The group, which was once a part of but is no longer affiliated with al Qaeda, began around 2004. Working much like a military force, ISIS is headed by the self-titled caliph Abu Bakr al-Baghdadi. Many leaders associated with the group were once former officers of Saddam Hussein’s army. It is estimated that 10,000-15,000 soldiers are to be involved in the coalition.

“ISIL is an indigenous group in a region that has been war torn, oppressed and in military combat for all of our lives,” Dan Larsen, AP Government teacher, said. “This region has never known peace. These people have never known the types of freedoms and liberties to make choices we have.”

Over the past few months, ISIS has gained land and increased control over towns and cities in Iraq and Syria. “The New York Times” reported an increase in these village raidings per year with 51 attacks taking place in 2004-2005 compared to 419 in 2013.

Gaining land comes with gaining oil fields, which has helped fund many of ISIS’s activities. A majority of the money is used toward resources to support its militants, such as purchasing weapons or recruiting new soldiers.

With the recent financial gains and increases in attacks, ISIS’s activities have been heavily followed by the media. This media attention especially increased in America due to the beheadings of American journalists James Foley and Steven Sotloff. Their deaths were recorded and broadcasted on social media for Americans to see. ISIS claimed the videos were warnings to the United States for them to end their air strikes in Iraq.

News outlets all over the country have been following the constant breaking news, updating American citizens on the events happening overseas. However, with many not knowing what or who ISIS exactly is, numerous misconceptions have arised, causing false stereotypes.

The assumptions have been formulated by what the media has presented to the public. Whether it’s a well known news source or a Saturday Night Live skit, much of what has been portrayed in mainstream media has the potential to shape Americans’ knowledge of and opinion on the foreign conflict in the Middle East.

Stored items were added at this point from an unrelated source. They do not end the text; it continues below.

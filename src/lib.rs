//! Constraint-based state generator for an EVM conformance-testing
//! framework: given declarative constraints over a symbolic EVM execution
//! state, synthesize a concrete state that satisfies every constraint while
//! randomizing every unconstrained degree of freedom.
//!
//! The entry point is [`state_generator::StateGenerator`]: a builder whose
//! constraint methods are void mutators, terminated by
//! [`state_generator::StateGenerator::generate`].

pub mod code;
pub mod error;
pub mod evm;
pub mod generators;
mod rand_util;
pub mod solver;
pub mod state;
pub mod state_generator;
pub mod variable;

pub use error::{GenerateError, Result, UnsatisfiableReason};
pub use state::State;
pub use state_generator::StateGenerator;
pub use variable::{Assignment, Variable};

A lot of news outlets have portrayed [Muslim Americans] as people to be feared because [news outlets] say a lot of things that are meant to incite a fear of Muslim Americans.

— Amina Moheddin '15

“A lot of news outlets have portrayed [Muslim Americans] as people to be feared because [news outlets] say a lot of things that are meant to incite a fear of Muslim Americans.” Amina Moheddin ’15 said. “I’ve seen a lot of misconceptions on social media, and I’ve confronted people, but people don’t seem to notice what message the media is trying to send.”

Islamophobia, the prejudice and often negative stereotyping against Muslims, has increased now that ISIS has become a common media topic. A recent study done by Pew Research Center found that about one-in-four people in Britain and the United States (23% each) voice unfavorable views of Muslims. Although terrorism has been taking place for decades, incorrect assumptions have been placed on Muslim Americans and their association with numerous terrorist groups.

“We have to be careful on some of the stereotypes we draw, and we need to understand these people,” Larsen said. “We can’t necessarily demonize them, fight them and imagine we can exterminate them.”

If one is interested in such a serious topic, become informed and knowledgeable, Moheddin said. All information received should come from a trusted news source, or as Moheddin suggests, a person who has been to or has a background of Iraq.

“Some people are just trying to be patriotic, and they mistakenly think being patriotic has to be synonymous with being islamophobic,” Moheddin said. “They think Islam is the enemy when it actually isn’t.”